Feb 24, 2017
Details of the SoccerCity plan have been unveiled, and pieces of it are already being scrutinized.
Nick Stone, partner with FS Investors, the group that wants to replace Qualcomm Stadium with a new joint-use soccer and San Diego State football stadium and develop new housing and entertainment on the adjacent land, joined podcast hosts Scott Lewis and Andrew Keatts this week to dig deep into the proposal.
Lewis laid out three main groups likely to oppose the SoccerCity plan: NIMBYs and environmentalists, rival investors who want the same plot of property and political institutions with concerns about how the public land is developed.

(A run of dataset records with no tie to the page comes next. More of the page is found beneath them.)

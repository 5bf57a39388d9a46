//! Operator entry point for a custodial bridge instance.
//!
//! Loads the TOML config, opens the sled datadir and dispatches one
//! subcommand against the bridge host.
mod cli;
mod cmd;
mod output;

use std::process;

use custody_bridge_worker::BridgeHost;
use custody_cli_common::errors::{DisplayableError, DisplayedError};
use custody_common::logging::{init_logging_from_config, LoggingInitConfig};
use custody_config::Config;
use custody_db_store_sled::{open_sled_bridge_db, SledDbConfig, SLED_NAME};
use tracing::debug;

use crate::{
    cli::{Cli, Command},
    cmd::{
        genesis::init_genesis,
        logs::get_logs,
        members::{get_balance, get_deposit_addresses, get_members},
        requests::{get_burn_request, get_mint_request, get_request_nonce, get_requests_summary},
        submit::submit,
    },
};

fn main() {
    let cli: Cli = argh::from_env();

    if let Err(e) = run(cli) {
        eprintln!("{e}");
        process::exit(e.exit_code());
    }
}

fn run(cli: Cli) -> Result<(), DisplayedError> {
    let config = Config::load(&cli.config).user_error("Failed to load config")?;

    init_logging_from_config(LoggingInitConfig {
        service_base_name: "custody-cli",
        service_label: config.logging.service_label.as_deref(),
        level: config.logging.level.as_deref(),
        log_dir: config.logging.log_dir.as_deref(),
        log_file_prefix: config.logging.log_file_prefix.as_deref(),
        log_rotation: config.logging.log_rotation.as_deref(),
        json_format: config.logging.json_format,
        default_log_prefix: "custody",
    })
    .user_error("Failed to initialize logging")?;

    let datadir = cli.datadir.unwrap_or_else(|| config.client.datadir.clone());
    debug!(datadir = %datadir.display(), "opening database");
    let ops_config = SledDbConfig::new_with_constant_backoff(
        config.client.db_retry_count,
        config.client.db_retry_delay_ms,
    );
    let db = open_sled_bridge_db(&datadir, SLED_NAME, ops_config)
        .internal_error("Failed to open database")?;
    let host = BridgeHost::open(db).internal_error("Failed to load bridge state")?;

    match cli.cmd {
        Command::InitGenesis(args) => init_genesis(&host, &config, args),
        Command::Submit(args) => submit(&host, args),
        Command::GetMintRequest(args) => get_mint_request(&host, args),
        Command::GetBurnRequest(args) => get_burn_request(&host, args),
        Command::GetRequestNonce(args) => get_request_nonce(&host, args),
        Command::GetRequestsSummary(args) => get_requests_summary(&host, args),
        Command::GetMembers(args) => get_members(&host, args),
        Command::GetBalance(args) => get_balance(&host, args),
        Command::GetDepositAddresses(args) => get_deposit_addresses(&host, args),
        Command::GetLogs(args) => get_logs(&host, args),
    }
}
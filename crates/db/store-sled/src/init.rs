use std::{fs, path::Path};

use anyhow::Context;

// Opens sled database instance from datadir
pub fn open_sled_database(datadir: &Path, dbname: &str) -> anyhow::Result<sled::Db> {
    let mut database_dir = datadir.to_path_buf();
    database_dir.push("sled");
    database_dir.push(dbname);

    if !database_dir.exists() {
        fs::create_dir_all(&database_dir)?;
    }

    sled::open(&database_dir).context("opening sled database")
}
//! Subscriber installation.

use std::io;

use thiserror::Error;
use tracing::*;
use tracing_appender::rolling::RollingFileAppender;
use tracing_subscriber::{
    filter::ParseError,
    fmt::{format::FmtSpan, layer, MakeWriter},
    layer::SubscriberExt,
    registry::LookupSpan,
    util::{SubscriberInitExt, TryInitError},
    EnvFilter, Layer,
};

use super::types::{LogFormat, LoggerConfig};

#[derive(Debug, Error)]
pub enum LoggingError {
    #[error("invalid log directive: {0}")]
    Directive(#[from] ParseError),

    #[error("unknown log rotation {0}, expected minutely, hourly, daily or never")]
    Rotation(String),

    #[error("failed to install subscriber: {0}")]
    Init(#[from] TryInitError),
}

/// Builds the filter, honoring `RUST_LOG` over the configured level.
///
/// Sled's internal logs are capped at WARN unless `RUST_LOG` says otherwise.
pub(crate) fn build_filter(level: &str) -> Result<EnvFilter, LoggingError> {
    let filt = EnvFilter::builder()
        .with_default_directive(level.parse()?)
        .from_env_lossy()
        .add_directive("sled=warn".parse()?);
    Ok(filt)
}

/// One fmt layer writing to `writer`.
///
/// Span close events are kept so `#[instrument]`ed calls report their
/// duration.
fn fmt_layer<S, W>(
    format: LogFormat,
    writer: W,
    ansi: bool,
    filt: EnvFilter,
) -> Box<dyn Layer<S> + Send + Sync + 'static>
where
    S: Subscriber + for<'a> LookupSpan<'a>,
    W: for<'w> MakeWriter<'w> + Send + Sync + 'static,
{
    let base = layer()
        .with_span_events(FmtSpan::CLOSE)
        .with_ansi(ansi)
        .with_writer(writer);
    match format {
        LogFormat::Compact => base.compact().with_filter(filt).boxed(),
        LogFormat::Json => base.json().with_filter(filt).boxed(),
    }
}

/// Installs the global subscriber: stderr always, rolling files if
/// configured.
///
/// Fails if a global subscriber is already installed.
pub fn init(config: LoggerConfig) -> Result<(), LoggingError> {
    let filt = build_filter(&config.level)?;

    let stderr_layer = fmt_layer(config.stderr_format, io::stderr, true, filt.clone());

    let file_layer = config.file.as_ref().map(|file| {
        let appender = RollingFileAppender::new(
            file.rotation.clone(),
            &file.directory,
            &file.file_name_prefix,
        );
        fmt_layer(file.format, appender, false, filt.clone())
    });

    tracing_subscriber::registry()
        .with(stderr_layer)
        .with(file_layer)
        .try_init()?;

    info!(
        service_name = %config.service_name,
        service_version = ?config.service_version,
        "logging initialized"
    );
    Ok(())
}
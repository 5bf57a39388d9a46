use argh::FromArgs;
use custody_bridge_worker::HostError;
use custody_cli_common::errors::{DisplayableError, DisplayedError};
use custody_config::Config;
use custody_stf::{queries, token};
use tracing::info;

use super::{read_state, SledHost};
use crate::{
    cli::OutputFormat,
    output::{members::MembersInfo, output},
};

/// Writes the genesis state from the `[genesis]` config section
#[derive(FromArgs, PartialEq, Debug)]
#[argh(subcommand, name = "init-genesis")]
pub(crate) struct InitGenesisArgs {
    /// output format: "porcelain" (default) or "json"
    #[argh(option, short = 'o', default = "OutputFormat::Porcelain")]
    pub(crate) output_format: OutputFormat,
}

pub(crate) fn init_genesis(
    host: &SledHost,
    config: &Config,
    args: InitGenesisArgs,
) -> Result<(), DisplayedError> {
    let params = config
        .genesis
        .as_ref()
        .ok_or_else(|| DisplayedError::user("config has no [genesis] section", "genesis"))?;

    match host.init_genesis(params) {
        Err(err @ (HostError::AlreadyInitialized | HostError::Genesis(_))) => {
            return Err(DisplayedError::user("Failed to initialize genesis", err));
        }
        res => res.internal_error("Failed to initialize genesis")?,
    }
    info!("genesis written");

    let info = read_state(host, |state| MembersInfo {
        members: queries::get_members(state),
        total_supply: token::total_supply(state),
    })?;
    output(&info, args.output_format)
}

Stone addressed each potential challenge and answered big questions like why the deal is a long-term lease versus a purchase. He also addressed concerns about density, whether the deal is a public land grab and other issues that have come up, including SDSU's apprehensiveness.
Stone said it's hard for him to see the SoccerCity deal as anything but a gift to SDSU.
"What we're doing is giving them a stadium," he said. "They come out of that owning their game day revenues, minus their game day expenses, but only half of the operating cost, because we're staying on the hook for the other half. It is functionally exactly a gift."
San Diego Unified has to slash $124.4 million from next year's budget.
As details of the cuts have emerged, the district has been doing a big public relations push to try to explain why the cuts are happening.
In a recent interview with NBC 7 San Diego, district Superintendent Cindy Marten characterized the budget cuts as a "long-term structural deficit."
Lewis and Keatts analyze that claim, plus question whether the proposed cuts are, in fact, the type of permanent fixes that would solve the district's structural problems.
Also on this podcast, Lewis can't get over these pictures of Rep. Darrell Issa serving coffee at a local Starbucks.
Discovering new planets is cool, which is why UCSD physics professor Adam Burgasser and his team at the school's Center for Astrophysics & Space Sciences get a big thumbs-up for their role in spotting seven Earth-sized exoplanets orbiting a nearby star.
National City Mayor Ron Morrison, at a Council meeting, voted in favor of asking SANDAG to investigate the agency's burgeoning forecasting scandal, but not before he noted that most of the seven board members who requested an investigation were newly appointed to SANDAG's board. It's true: Many of them are newly elected. Yet Morrison ignored the flip side of his observation: Most of the board members who had stayed silent on the issue were on the board when the scandal took place.